===== Records shown
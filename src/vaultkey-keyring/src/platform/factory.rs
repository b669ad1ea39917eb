//! Platform detection and store factory.
//!
//! Detects the best available secure store and creates it. Falls back to
//! the software store when hardware is unavailable, unless the caller
//! insists on hardware.

use std::sync::Arc;

use crate::error::KeyringError;
use crate::software::SoftwareStore;
use crate::store::SecureStore;
use crate::types::BackendKind;

/// What the secure hardware of this device can do.
#[derive(Debug, Clone, PartialEq, Eq)]
pub struct PlatformCapabilities {
    /// Best available backend.
    pub backend: BackendKind,
    /// Whether private keys are bound to secure hardware.
    pub has_hardware: bool,
    /// Class 3 biometrics are enrolled.
    pub strong_biometrics: bool,
    /// Class 2 biometrics or user presence are available.
    pub weak_biometrics: bool,
    /// A device PIN, pattern or passcode is set.
    pub device_credential: bool,
    /// A StrongBox secure element is present.
    pub strongbox: bool,
    /// Keys can be attested.
    pub attestation: bool,
}

impl PlatformCapabilities {
    /// Software-only host.
    #[must_use]
    pub const fn software() -> Self {
        Self {
            backend: BackendKind::Software,
            has_hardware: false,
            strong_biometrics: false,
            weak_biometrics: false,
            device_credential: false,
            strongbox: false,
            attestation: false,
        }
    }

    /// Android Keystore with biometrics, credential and attestation, but no
    /// StrongBox.
    #[must_use]
    pub const fn hardware_keystore() -> Self {
        Self {
            backend: BackendKind::HardwareKeystore,
            has_hardware: true,
            strong_biometrics: true,
            weak_biometrics: true,
            device_credential: true,
            strongbox: false,
            attestation: true,
        }
    }

    /// Secure Enclave with Touch ID / Face ID and passcode.
    #[must_use]
    pub const fn secure_enclave() -> Self {
        Self {
            backend: BackendKind::SecureEnclave,
            has_hardware: true,
            strong_biometrics: true,
            weak_biometrics: true,
            device_credential: true,
            strongbox: false,
            attestation: true,
        }
    }

    /// Whether any form of user authentication can gate keys.
    #[must_use]
    pub fn supports_user_auth(&self) -> bool {
        self.backend.supports_user_auth()
            && (self.strong_biometrics || self.weak_biometrics || self.device_credential)
    }
}

/// Detect capabilities of the current platform.
pub fn detect_platform() -> PlatformCapabilities {
    #[cfg(target_os = "android")]
    {
        detect_android_capabilities()
    }

    #[cfg(any(target_os = "ios", target_os = "macos"))]
    {
        detect_apple_capabilities()
    }

    #[cfg(not(any(target_os = "android", target_os = "ios", target_os = "macos")))]
    {
        PlatformCapabilities::software()
    }
}

#[cfg(target_os = "android")]
fn detect_android_capabilities() -> PlatformCapabilities {
    // PackageManager.hasSystemFeature needs an application context we do
    // not hold; StrongBox is probed at generation time instead.
    PlatformCapabilities::hardware_keystore()
}

#[cfg(any(target_os = "ios", target_os = "macos"))]
fn detect_apple_capabilities() -> PlatformCapabilities {
    PlatformCapabilities::secure_enclave()
}

/// Create the best available store for this platform.
///
/// # Arguments
///
/// * `require_hardware` - If true, fails instead of falling back to software
///
/// # Errors
///
/// Returns [`KeyringError::NoPlatformSupport`] if hardware is required but
/// unavailable.
pub fn create_platform_store(require_hardware: bool) -> Result<Arc<dyn SecureStore>, KeyringError> {
    let capabilities = detect_platform();

    tracing::info!(
        backend = %capabilities.backend,
        has_hardware = capabilities.has_hardware,
        require_hardware = require_hardware,
        "create_platform_store: starting"
    );

    if require_hardware && !capabilities.has_hardware {
        return Err(KeyringError::NoPlatformSupport);
    }

    #[cfg(target_os = "android")]
    {
        use super::AndroidKeystore;
        match AndroidKeystore::new(capabilities.clone()) {
            Ok(store) => return Ok(Arc::new(store)),
            Err(e) if require_hardware => return Err(e),
            Err(e) => {
                tracing::warn!("Android Keystore unavailable ({}), falling back to software store", e);
            },
        }
    }

    #[cfg(any(target_os = "ios", target_os = "macos"))]
    {
        use super::AppleKeychain;
        match AppleKeychain::new(capabilities.clone()) {
            Ok(store) => {
                tracing::info!("Using Secure Enclave store");
                return Ok(Arc::new(store));
            },
            Err(e) if require_hardware => return Err(e),
            Err(e) => {
                tracing::warn!("Secure Enclave not available ({}), falling back to software store", e);
            },
        }
    }

    if require_hardware {
        return Err(KeyringError::NoPlatformSupport);
    }

    tracing::warn!("Using software store (no secure hardware). Keys cannot require user authentication.");
    Ok(create_software_store())
}

/// Create a software-only store (for testing or hosts without hardware).
///
/// With the `keyring-storage` feature, keys persist in the OS keyring under
/// the `vaultkey` service.
pub fn create_software_store() -> Arc<dyn SecureStore> {
    #[cfg(feature = "keyring-storage")]
    {
        Arc::new(SoftwareStore::with_keyring("vaultkey"))
    }

    #[cfg(not(feature = "keyring-storage"))]
    {
        Arc::new(SoftwareStore::new())
    }
}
==========
**Task instructions**. Repeat all the entries word for word.

**Problem solution**.
filename src/vaultkey-keyring/src/platform/factory.rs
repository b669ad1ea39917eb
//! Platform detection and store factory.
//!
//! Detects the best available secure store and creates it. Falls back to
//! the software store when hardware is unavailable, unless the caller
//! insists on hardware.

use std::sync::Arc;

use crate::error::KeyringError;
use crate::software::SoftwareStore;
use crate::store::SecureStore;
use crate::types::BackendKind;

/// What the secure hardware of this device can do.
#[derive(Debug, Clone, PartialEq, Eq)]
pub struct PlatformCapabilities {
    /// Best available backend.
    pub backend: BackendKind,
    /// Whether private keys are bound to secure hardware.
    pub has_hardware: bool,
    /// Class 3 biometrics are enrolled.
    pub strong_biometrics: bool,
    /// Class 2 biometrics or user presence are available.
    pub weak_biometrics: bool,
    /// A device PIN, pattern or passcode is set.
    pub device_credential: bool,
    /// A StrongBox secure element is present.
    pub strongbox: bool,
    /// Keys can be attested.
    pub attestation: bool,
}

impl PlatformCapabilities {
    /// Software-only host.
    #[must_use]
    pub const fn software() -> Self {
        Self {
            backend: BackendKind::Software,
            has_hardware: false,
            strong_biometrics: false,
            weak_biometrics: false,
            device_credential: false,
            strongbox: false,
            attestation: false,
        }
    }

    /// Android Keystore with biometrics, credential and attestation, but no
    /// StrongBox.
    #[must_use]
    pub const fn hardware_keystore() -> Self {
        Self {
            backend: BackendKind::HardwareKeystore,
            has_hardware: true,
            strong_biometrics: true,
            weak_biometrics: true,
            device_credential: true,
            strongbox: false,
            attestation: true,
        }
    }

    /// Secure Enclave with Touch ID / Face ID and passcode.
    #[must_use]
    pub const fn secure_enclave() -> Self {
        Self {
            backend: BackendKind::SecureEnclave,
            has_hardware: true,
            strong_biometrics: true,
            weak_biometrics: true,
            device_credential: true,
            strongbox: false,
            attestation: true,
        }
    }

    /// Whether any form of user authentication can gate keys.
    #[must_use]
    pub fn supports_user_auth(&self) -> bool {
        self.backend.supports_user_auth()
            && (self.strong_biometrics || self.weak_biometrics || self.device_credential)
    }
}

/// Detect capabilities of the current platform.
pub fn detect_platform() -> PlatformCapabilities {
    #[cfg(target_os = "android")]
    {
        detect_android_capabilities()
    }

    #[cfg(any(target_os = "ios", target_os = "macos"))]
    {
        detect_apple_capabilities()
    }

    #[cfg(not(any(target_os = "android", target_os = "ios", target_os = "macos")))]
    {
        PlatformCapabilities::software()
    }
}

#[cfg(target_os = "android")]
fn detect_android_capabilities() -> PlatformCapabilities {
    // PackageManager.hasSystemFeature needs an application context we do
    // not hold; StrongBox is probed at generation time instead.
    PlatformCapabilities::hardware_keystore()
}

#[cfg(any(target_os = "ios", target_os = "macos"))]
fn detect_apple_capabilities() -> PlatformCapabilities {
    PlatformCapabilities::secure_enclave()
}

/// Create the best available store for this platform.
///
/// # Arguments
///
/// * `require_hardware` - If true, fails instead of falling back to software
///
/// # Errors
///
/// Returns [`KeyringError::NoPlatformSupport`] if hardware is required but
/// unavailable.
pub fn create_platform_store(require_hardware: bool) -> Result<Arc<dyn SecureStore>, KeyringError> {
    let capabilities = detect_platform();

    tracing::info!(
        backend = %capabilities.backend,
        has_hardware = capabilities.has_hardware,
        require_hardware = require_hardware,
        "create_platform_store: starting"
    );

    if require_hardware && !capabilities.has_hardware {
        return Err(KeyringError::NoPlatformSupport);
    }

    #[cfg(target_os = "android")]
    {
        use super::AndroidKeystore;
        match AndroidKeystore::new(capabilities.clone()) {
            Ok(store) => return Ok(Arc::new(store)),
            Err(e) if require_hardware => return Err(e),
            Err(e) => {
                tracing::warn!("Android Keystore unavailable ({}), falling back to software store", e);
            },
        }
    }

    #[cfg(any(target_os = "ios", target_os = "macos"))]
    {
        use super::AppleKeychain;
        match AppleKeychain::new(capabilities.clone()) {
            Ok(store) => {
                tracing::info!("Using Secure Enclave store");
                return Ok(Arc::new(store));
            },
            Err(e) if require_hardware => return Err(e),
            Err(e) => {
                tracing::warn!("Secure Enclave not available ({}), falling back to software store", e);
            },
        }
    }

    if require_hardware {
        return Err(KeyringError::NoPlatformSupport);
    }

    tracing::warn!("Using software store (no secure hardware). Keys cannot require user authentication.");
    Ok(create_software_store())
}

/// Create a software-only store (for testing or hosts without hardware).
///
/// With the `keyring-storage` feature, keys persist in the OS keyring under
/// the `vaultkey` service.
pub fn create_software_store() -> Arc<dyn SecureStore> {
    #[cfg(feature = "keyring-storage")]
    {
        Arc::new(SoftwareStore::with_keyring("vaultkey"))
    }

    #[cfg(not(feature = "keyring-storage"))]
    {
        Arc::new(SoftwareStore::new())
    }
}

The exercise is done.